Терпеть, конечно, можно, но этот чёртов гад-милосердия, мог бы, козёл, и предупредить, что будет так печь. Вот, же ж какая подлючесть, вот собака! Жжет!.. А-а-а! С диким воем, уже ничего не различая, ломимся в моечное отделение, к воде… У-а-а!.. Дор-рогу, пацаны-ы! Ой! Ай! О-ой!.. Рву, ручку двери на себя. Б-бабах, влетаю…
В моечном отделении невообразимый шум – светопреставление. Резко бьет по ушам непрерывный оглушительный грохот тазов-шаек, беспрерывное хлопанье дверей, истерический визг, хохот, мокрые шлепки, чмокающие пинки и летающие через все помещение струи холодной воды. «Броуновское движение» бегающих, отскакивающих, толкающихся, дико орущих, хохочущих, извивающихся от холодных брызг и от ударов – голых тел. В сторонке, видимо с такими же проблемами, как и у меня сейчас, крутятся – гасят пламя в интимных местах под двумя работающими душами – человек десять таких же страусов, как и я. Верещат, толкаются, подпрыгивают. Почему прыгают я понял тогда, когда сам пробился к воде. Прорвавшись, и я запрыгал. Вода была не просто холодная, а отчаяно-ледяная! О-о-о! Ух-х-х! Ёп-п… От такой неожиданной и непривычно богатой для нас палитры эмоциональных и физических ощущений мы, прыгая, на разные голоса отчаянно и дико орём во все горло.
Хлопают двери, к нам с воем влетает очередная группа подопытных ошпаренных страусов. Выхватив глазами душ, они, как и мы прежде, бросаются в нашу сторону. Летят к нам, как из пращи. Мы, хорошо понимая глубинный смысл лозунга: «Дорогу – молодым!» Знаем его и поверхностную физическую суть: не уступишь, разнесут… не пикнешь, просто не успеешь! Конечно же мы уступаем. А как же, пусть и они попрыгают, жалко нам, что ли.

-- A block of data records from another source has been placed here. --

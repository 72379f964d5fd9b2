// SPDX-License-Identifier: MIT OR Apache-2.0
//! Scrub-mode sampling.
//!
//! Pure functions of `(element, time, tracks)`. They are called every frame
//! while scrubbing and when playback pauses, so they never accumulate state.
//!
//! Duplicate keyframe times: order is re-derived with a stable sort on every
//! call. At or before the first time the first keyframe wins; at an interior
//! time shared by several keyframes the last one in insertion order wins.

use crate::element::{Element, VisualState};
use crate::track::AnimationTrack;
use crate::value::{AnimationProperty, PropertyValue};

/// Sample one property of a track at time `t`.
///
/// `rest` is returned untouched when there is no track or the track has no
/// keyframes for `property`.
pub fn sample_property(
    track: Option<&AnimationTrack>,
    property: AnimationProperty,
    t: f64,
    rest: PropertyValue,
) -> PropertyValue {
    let Some(track) = track else {
        return rest;
    };
    let keyframes = track.keyframes_for(property);
    let (Some(first), Some(last)) = (keyframes.first(), keyframes.last()) else {
        return rest;
    };

    if t.is_nan() || t <= first.time {
        return first.value;
    }
    if t >= last.time {
        return last.value;
    }

    let next = keyframes.partition_point(|k| k.time <= t);
    if next == 0 {
        return first.value;
    }
    let Some(b) = keyframes.get(next) else {
        return last.value;
    };
    let a = keyframes[next - 1];

    let gap = b.time - a.time;
    let progress = if gap > 0.0 { (t - a.time) / gap } else { 0.0 };
    a.value.lerp(&b.value, b.easing.apply(progress))
}

/// Find the track animating an element
pub fn track_for<'a>(tracks: &'a [AnimationTrack], element: &Element) -> Option<&'a AnimationTrack> {
    tracks.iter().find(|t| t.element_id == element.id)
}

/// Sample every property of an element. Scale is kept separate from size.
pub fn sample_visual_state(element: &Element, t: f64, tracks: &[AnimationTrack]) -> VisualState {
    let track = track_for(tracks, element);
    let mut state = element.rest_state();
    for property in AnimationProperty::ALL {
        let rest = state.get(property);
        state.set(sample_property(track, property, t, rest));
    }
    state
}

/// Copy of `element` with its animated attributes at time `t`.
///
/// Width and height are sampled first and then multiplied by the sampled
/// scale, so size and scale keyframes compose.
pub fn sample_element(element: &Element, t: f64, tracks: &[AnimationTrack]) -> Element {
    sample_visual_state(element, t, tracks).apply_to(element)
}

/// Sample a whole document
pub fn sample_elements(elements: &[Element], t: f64, tracks: &[AnimationTrack]) -> Vec<Element> {
    elements.iter().map(|e| sample_element(e, t, tracks)).collect()
}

Наш общий теперь вой, суммируясь, многократно усиливается.
Жжение от холодных водных процедур, а может и само по себе, постепенно вроде затихает, как бы притупляется, но совсем не уходит, висит.
Напрыгавшись под холодной водой, трясясь от холода, дружно рыщем в поисках горячей воды и пара – нужно же согреться. От таких «душевых» процедур легко и дуба дать. Увы! Все краны открыты, в них, ни пара, ни кипятка, ни просто горячей воды. Тонкой струйкой бежит чуть-чуть теплая вода. Да и мыла, оказывается, на всех не хватило. Никакой обещанной помывки не получается. Мы, мокрые и замерзшие, выскакиваем погреться в предбанник и возмущенно, стуча зубами от холода, кричим:
– М-мы-л-ло-то д-дай-те!
– П-пару н-нет!
– В-в-вода х-х-холодная!
Старшина, сидя как раз напротив двери, меланхолично раскачивается на стуле и спокойно всем разъясняет:
– Долго ехали, товарищи бойцы, о-очень долго. Мы вот, например, можем вас ждать, а баня нет… А мыло, вы должны были у санинструктора получить.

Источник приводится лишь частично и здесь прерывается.